Exercise objective
In the listing beneath this line, copy exactly the lines starting with the one containing "held per integration." and going on through the one containing "use super::client_secrets::ClientSecrets;".

Provided data
-=-=-

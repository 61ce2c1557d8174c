//! Authenticator - hands out credentials that cover an operation's scopes
//!
//! Manages the complete OAuth2 lifecycle for one integration:
//! - In-process caching of the stored credential
//! - Token refresh on expiry
//! - Browser-based PKCE authorization when nothing usable is stored
//!
//! At most one refresh or interactive flow runs at a time in the whole
//! process. Every integration redirects to the same callback port, so the
//! lock is shared by all authenticators, not held per integration.

use std::sync::{Arc, OnceLock};
use std::time::Duration;
use async_trait::async_trait;
use chrono::Utc;
use reqwest::Client;
use serde::{Deserialize, Serialize};
use tokio::sync::Mutex;
use url::Url;
use crate::Result;
use crate::error::Error;
use super::callback_server::{redirect_uri, CallbackServer};
use super::client_secrets::ClientSecrets;
use super::credentials::{Credential, CredentialStore, ScopeSet};
use super::pkce::{generate_state, PkcePair};

/// Obtains fresh credentials from the identity provider
#[async_trait]
pub trait AuthorizationFlow: Send + Sync {
    /// Run the interactive authorization-code exchange for `scopes`
    async fn authorize(&self, scopes: &ScopeSet) -> Result<Credential>;

    /// Exchange the refresh token of `credential` for a new access token
    async fn refresh(&self, credential: &Credential) -> Result<Credential>;
}

#[derive(Debug, Deserialize)]
struct TokenResponse {
    access_token: String,
    #[serde(default)]
    refresh_token: Option<String>,
    #[serde(default)]
    expires_in: Option<i64>,
    #[serde(default)]
    scope: Option<String>,
}

#[derive(Debug, Serialize)]
struct TokenExchangeRequest<'a> {
    client_id: &'a str,
    client_secret: &'a str,
    code: &'a str,
    code_verifier: &'a str,
    redirect_uri: &'a str,
    grant_type: &'a str,
}

#[derive(Debug, Serialize)]
struct RefreshRequest<'a> {
    client_id: &'a str,
    client_secret: &'a str,
    refresh_token: &'a str,
    grant_type: &'a str,
}

/// Authorization-code grant with PKCE against a real identity provider
#[derive(Clone)]
pub struct OAuthFlow {
    client: ClientSecrets,
    http_client: Client,
    callback_port: u16,
    callback_timeout: Duration,
}

impl OAuthFlow {
    pub fn new(client: ClientSecrets, callback_port: u16, callback_timeout: Duration, http_timeout: Duration) -> Result<Self> {
        let http_client = Client::builder()
            .timeout(http_timeout)
            .build()
            .map_err(|e| Error::Config(format!("Failed to create HTTP client: {}", e)))?;

        Ok(Self {
            client,
            http_client,
            callback_port,
            callback_timeout,
        })
    }

    fn build_auth_url(&self, scopes: &ScopeSet, code_challenge: &str, state: &str, redirect: &str) -> Result<String> {
        let mut url = Url::parse(&self.client.auth_uri)
            .map_err(|e| Error::Config(format!("Invalid auth URL: {}", e)))?;

        url.query_pairs_mut()
            .append_pair("client_id", &self.client.client_id)
            .append_pair("redirect_uri", redirect)
            .append_pair("response_type", "code")
            .append_pair("scope", &scopes.joined())
            .append_pair("code_challenge", code_challenge)
            .append_pair("code_challenge_method", "S256")
            .append_pair("state", state)
            .append_pair("access_type", "offline")
            .append_pair("prompt", "consent");

        Ok(url.to_string())
    }

    async fn exchange_code(&self, code: &str, code_verifier: &str, redirect: &str, requested: &ScopeSet) -> Result<Credential> {
        let request = TokenExchangeRequest {
            client_id: &self.client.client_id,
            client_secret: &self.client.client_secret,
            code,
            code_verifier,
            redirect_uri: redirect,
            grant_type: "authorization_code",
        };

        let token = self.post_token(&request, "Token exchange").await?;
        let scopes = granted_scopes(token.scope.as_deref(), requested);
        Ok(Credential::new(token.access_token, token.refresh_token, token.expires_in, scopes))
    }

    async fn post_token<T: Serialize + ?Sized>(&self, form: &T, what: &str) -> Result<TokenResponse> {
        let response = self.http_client
            .post(&self.client.token_uri)
            .form(form)
            .send()
            .await?;

        if !response.status().is_success() {
            let error_text = response.text().await?;
            return Err(Error::OAuth(format!("{} failed: {}", what, error_text)));
        }

        Ok(response.json().await?)
    }
}

#[async_trait]
impl AuthorizationFlow for OAuthFlow {
    async fn authorize(&self, scopes: &ScopeSet) -> Result<Credential> {
        let pkce = PkcePair::new();
        let state = generate_state();
        let redirect = redirect_uri(self.callback_port);

        // Bind before handing out the URL so the redirect cannot beat us
        let server = CallbackServer::bind(self.callback_port).await?;
        let auth_url = self.build_auth_url(scopes, &pkce.challenge, &state, &redirect)?;

        println!("\nOpening browser for authorization...\n");
        println!("If the browser doesn't open, visit this URL:\n{}\n", auth_url);

        if let Err(e) = open::that(&auth_url) {
            tracing::warn!("Failed to open browser: {}", e);
        }

        let result = server.wait_for_code(Some(&state), self.callback_timeout).await?;
        tracing::info!("Authorization code received, exchanging for token");

        self.exchange_code(&result.code, &pkce.verifier, &redirect, scopes).await
    }

    async fn refresh(&self, credential: &Credential) -> Result<Credential> {
        let refresh_token = credential.refresh_token.as_deref()
            .ok_or_else(|| Error::OAuth("Credential has no refresh token".to_string()))?;

        let request = RefreshRequest {
            client_id: &self.client.client_id,
            client_secret: &self.client.client_secret,
            refresh_token,
            grant_type: "refresh_token",
        };

        let token = self.post_token(&request, "Token refresh").await?;

        // Providers usually omit the refresh token on refresh
        let refresh = token.refresh_token.or_else(|| Some(refresh_token.to_string()));
        let scopes = granted_scopes(token.scope.as_deref(), &credential.scopes);
        Ok(Credential::new(token.access_token, refresh, token.expires_in, scopes))
    }
}

fn granted_scopes(reported: Option<&str>, fallback: &ScopeSet) -> ScopeSet {
    match reported {
        Some(scope) if !scope.trim().is_empty() => ScopeSet::from_delimited(scope),
        _ => fallback.clone(),
    }
}

/// Lock taken around every refresh and interactive flow in the process
fn process_flow_lock() -> Arc<Mutex<()>> {
    static LOCK: OnceLock<Arc<Mutex<()>>> = OnceLock::new();
    LOCK.get_or_init(|| Arc::new(Mutex::new(()))).clone()
}

/// Lazily authenticates one integration and caches the result
pub struct Authenticator {
    store: CredentialStore,
    flow: Arc<dyn AuthorizationFlow>,
    /// Scopes fixed at construction; a request outside them is refused
    scopes: ScopeSet,
    /// In-memory copy of the stored credential; serializes callers of this integration
    cached: Mutex<Option<Credential>>,
    /// Shared with every other authenticator in the process
    flow_lock: Arc<Mutex<()>>,
}

impl Authenticator {
    pub fn new(store: CredentialStore, flow: Arc<dyn AuthorizationFlow>, scopes: ScopeSet) -> Self {
        Self {
            store,
            flow,
            scopes,
            cached: Mutex::new(None),
            flow_lock: process_flow_lock(),
        }
    }

    pub fn scopes(&self) -> &ScopeSet {
        &self.scopes
    }

    pub fn store(&self) -> &CredentialStore {
        &self.store
    }

    /// Return a credential covering `required`, authenticating if needed
    pub async fn ensure_credential(&self, required: &ScopeSet) -> Result<Credential> {
        if !self.scopes.covers(required) {
            return Err(Error::Authorization(format!(
                "operation needs scopes [{}] but this gateway was configured for [{}]",
                required.joined(),
                self.scopes.joined()
            )));
        }

        let mut cached = self.cached.lock().await;

        if cached.is_none() {
            *cached = match self.load_stored().await {
                Ok(stored) => stored,
                Err(e @ Error::CorruptRecord { .. }) => {
                    tracing::warn!("{}; re-authenticating", e);
                    None
                }
                Err(e) => return Err(e),
            };
        }

        if let Some(credential) = cached.as_ref() {
            if credential.is_valid_for(required) {
                tracing::debug!("Using cached access token");
                return Ok(credential.clone());
            }
        }

        let fresh = {
            let _flow = self.flow_lock.lock().await;
            self.obtain(cached.as_ref(), required).await?
        };
        self.save_stored(fresh.clone()).await?;
        *cached = Some(fresh.clone());
        Ok(fresh)
    }

    /// Mark `rejected` as expired if it is still the current credential, so
    /// the next call refreshes or re-authorizes instead of reusing it
    pub async fn invalidate(&self, rejected: &Credential) -> Result<()> {
        let mut cached = self.cached.lock().await;
        let stale = match cached.as_mut() {
            Some(current) if current.access_token == rejected.access_token => {
                current.expiry = Some(Utc::now());
                current.clone()
            }
            _ => return Ok(()),
        };

        tracing::warn!("Access token was rejected by the provider; it will be renewed on next use");
        self.save_stored(stale).await
    }

    /// Pass a provider result through, invalidating `credential` when the provider refused it
    pub async fn screen<T>(&self, credential: &Credential, result: Result<T>) -> Result<T> {
        if let Err(Error::CredentialRejected(_)) = &result {
            if let Err(e) = self.invalidate(credential).await {
                tracing::warn!("Failed to invalidate rejected credential: {}", e);
            }
        }
        result
    }

    async fn load_stored(&self) -> Result<Option<Credential>> {
        let store = self.store.clone();
        tokio::task::spawn_blocking(move || store.load())
            .await
            .map_err(|e| Error::Other(format!("Credential load task failed: {}", e)))?
    }

    async fn save_stored(&self, credential: Credential) -> Result<()> {
        let store = self.store.clone();
        tokio::task::spawn_blocking(move || store.save(&credential))
            .await
            .map_err(|e| Error::Other(format!("Credential save task failed: {}", e)))?
    }

    async fn obtain(&self, current: Option<&Credential>, required: &ScopeSet) -> Result<Credential> {
        if let Some(credential) = current {
            if credential.scopes.covers(required) && credential.can_refresh() {
                tracing::info!("Access token expired, refreshing");
                match self.flow.refresh(credential).await {
                    Ok(refreshed) => return Ok(refreshed),
                    Err(e) => tracing::warn!("Token refresh failed: {}, re-authenticating", e),
                }
            }
        }

        tracing::info!("No valid token for [{}], starting OAuth2 flow", required.joined());
        let credential = self.flow.authorize(&self.scopes).await?;

        if !credential.scopes.covers(required) {
            return Err(Error::Authorization(format!(
                "granted scopes [{}] do not include [{}]",
                credential.scopes.joined(),
                required.joined()
            )));
        }
        Ok(credential)
    }

    /// Whether a stored credential exists that is usable or refreshable
    pub fn has_valid_credentials(&self) -> Result<bool> {
        match self.store.load()? {
            Some(creds) => Ok(creds.scopes.covers(&self.scopes) && (!creds.is_expired() || creds.can_refresh())),
            None => Ok(false),
        }
    }

    /// Forget the cached and stored credential
    pub async fn sign_out(&self) -> Result<()> {
        let mut cached = self.cached.lock().await;
        *cached = None;
        let store = self.store.clone();
        tokio::task::spawn_blocking(move || store.delete())
            .await
            .map_err(|e| Error::Other(format!("Credential delete task failed: {}", e)))?
    }
}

-=-=-

Exercise response
//! lock is shared by all authenticators, not held per integration.

use std::sync::{Arc, OnceLock};
use std::time::Duration;
use async_trait::async_trait;
use chrono::Utc;
use reqwest::Client;
use serde::{Deserialize, Serialize};
use tokio::sync::Mutex;
use url::Url;
use crate::Result;
use crate::error::Error;
use super::callback_server::{redirect_uri, CallbackServer};
use super::client_secrets::ClientSecrets;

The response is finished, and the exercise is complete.